A now widely reported University of Arizona study from 2011 found so much bacteria in reusable grocery bags that the study’s lead author called reusable bags “a serious threat to public health, especially from coliform bacteria including E. coli, which were detected in half of the bags sampled.” When bags contaminated by meat juices sat in cars for two hours, the number of bacteria increased ten-fold. The study’s author warned that “consumers are alarmingly unaware of these risks and the critical need to sanitize their bags on a weekly basis.”

Andrew Cline, Josiah Bartlett Center’s executive director, told Michael Graham, political editor at InsideSources.com:

Ill-conceived bans on disposable containers such as plastic shopping bags, water bottles, to-go cups and straws need to be reconsidered along with the many other unnecessary and potentially dangerous regulations this outbreak is exposing.

Research clearly shows that poorly handled reusable shopping bags are like little Ubers for dangerous micro-organisms. Governor Sununu deserves credit for taking this public health risk seriously when other state and local elected officials would not.

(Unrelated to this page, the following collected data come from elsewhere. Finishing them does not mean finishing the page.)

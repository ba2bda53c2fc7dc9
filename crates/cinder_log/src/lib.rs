//! Logging for the code generator.
//!
//! - Phase logging (`phase_log!`, `phase_ok!`, `phase_warn!`)
//! - Per-component debug traces (`trace_dbg!`)
//! - Verbose logging (`log_dbg!`, `log_trc!`)
//!
//! Everything is written to stderr so IL listings on stdout stay clean.

use cinder_config::{CinderConfig, DebugTrace};

pub fn effective_verbose(config: &CinderConfig) -> u8 {
  if config.quiet {
    return 0;
  }

  if config.debug && config.verbose < 2 {
    return 2;
  }

  config.verbose
}

pub fn log_phase(config: &CinderConfig) -> bool {
  !config.quiet
}

pub fn log_debug(config: &CinderConfig) -> bool {
  effective_verbose(config) >= 2
}

pub fn log_trace(config: &CinderConfig) -> bool {
  effective_verbose(config) >= 3
}

pub fn debug_trace_enabled(
  config: &CinderConfig,
  trace: DebugTrace,
) -> bool {
  !config.quiet && (config.debug || config.debug_trace.contains(&trace))
}

pub fn trace_name(trace: DebugTrace) -> &'static str {
  match trace {
    DebugTrace::Codegen => "codegen",
    DebugTrace::Optimizer => "optimizer",
    DebugTrace::Builder => "builder",
    DebugTrace::Realize => "realize",
  }
}

/// Log a phase message with an arrow prefix.
///
/// ```ignore
/// phase_log!(&config, "Emitting {} method bodies", count);
/// phase_log!(&config, indent = 8, "{}", method.name);
/// ```
#[macro_export]
macro_rules! phase_log {
  ($config:expr, indent = $indent:expr, $fmt:literal $(, $arg:expr)* $(,)?) => {{
    if $crate::log_phase($config) {
      use colored::Colorize;
      eprintln!(
        "{:indent$}{} {}",
        "",
        "-->".bright_green().bold(),
        format!($fmt $(, $arg)*),
        indent = $indent
      );
    }
  }};

  ($config:expr, $fmt:literal $(, $arg:expr)* $(,)?) => {{
    $crate::phase_log!($config, indent = 4, $fmt $(, $arg)*);
  }};
}

#[macro_export]
macro_rules! phase_ok {
  ($config:expr, $fmt:literal $(, $arg:expr)* $(,)?) => {{
    if $crate::log_phase($config) {
      use colored::Colorize;
      eprintln!("{} {}", "-->".bright_green().bold(), format!($fmt $(, $arg)*));
    }
  }};
}

#[macro_export]
macro_rules! phase_warn {
  ($config:expr, $fmt:literal $(, $arg:expr)* $(,)?) => {{
    if $crate::log_phase($config) {
      use colored::Colorize;
      eprintln!("{} {}", "-->".bright_yellow().bold(), format!($fmt $(, $arg)*));
    }
  }};
}

/// Debug trace for one component. Output format: `debug[component]: message`.
///
/// ```ignore
/// trace_dbg!(&config, DebugTrace::Optimizer, "{} stack locals", count);
/// // debug[optimizer]: 2 stack locals
/// ```
#[macro_export]
macro_rules! trace_dbg {
  ($config:expr, $trace:expr, $fmt:literal $(, $arg:expr)* $(,)?) => {{
    if $crate::debug_trace_enabled($config, $trace) {
      eprintln!(
        "debug[{}]: {}",
        $crate::trace_name($trace),
        format!($fmt $(, $arg)*)
      );
    }
  }};
}

/// Verbose debug message (verbosity >= 2).
#[macro_export]
macro_rules! log_dbg {
  ($config:expr, $fmt:literal $(, $arg:expr)* $(,)?) => {{
    if $crate::log_debug($config) {
      eprintln!("debug: {}", format!($fmt $(, $arg)*));
    }
  }};
}

/// Trace message (verbosity >= 3).
#[macro_export]
macro_rules! log_trc {
  ($config:expr, $fmt:literal $(, $arg:expr)* $(,)?) => {{
    if $crate::log_trace($config) {
      eprintln!("trace: {}", format!($fmt $(, $arg)*));
    }
  }};
}

#[cfg(test)]
mod tests {
  use super::*;

  #[test]
  fn test_quiet_silences_everything() {
    let config = CinderConfig::new_basic(true, vec![DebugTrace::Codegen], true, 3);

    assert_eq!(effective_verbose(&config), 0);
    assert!(!log_phase(&config));
    assert!(!debug_trace_enabled(&config, DebugTrace::Codegen));
  }

  #[test]
  fn test_debug_implies_all_traces() {
    let config = CinderConfig::new_basic(true, vec![], false, 0);

    assert!(log_debug(&config));
    assert!(!log_trace(&config));
    assert!(debug_trace_enabled(&config, DebugTrace::Realize));
  }

  #[test]
  fn test_selected_trace_only() {
    let config = CinderConfig::new_basic(false, vec![DebugTrace::Optimizer], false, 0);

    assert!(debug_trace_enabled(&config, DebugTrace::Optimizer));
    assert!(!debug_trace_enabled(&config, DebugTrace::Builder));
  }
}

At the Daily Signal, Jarrett Stepman also pointed to a study published at the Journal of Environmental Economics and Management that found plastic bag bans actually do not significantly reduce waste.

Similarly, Just Facts produced a video in August demonstrating that plastic bags are actually better for the environment than paper and reusable bags.

“The bottom line is, the current crisis has revealed the misguided nature of plastic bag bans, and now cities and states must move quickly to prevent these bans from exacerbating the coronavirus pandemic,” Stepman observed.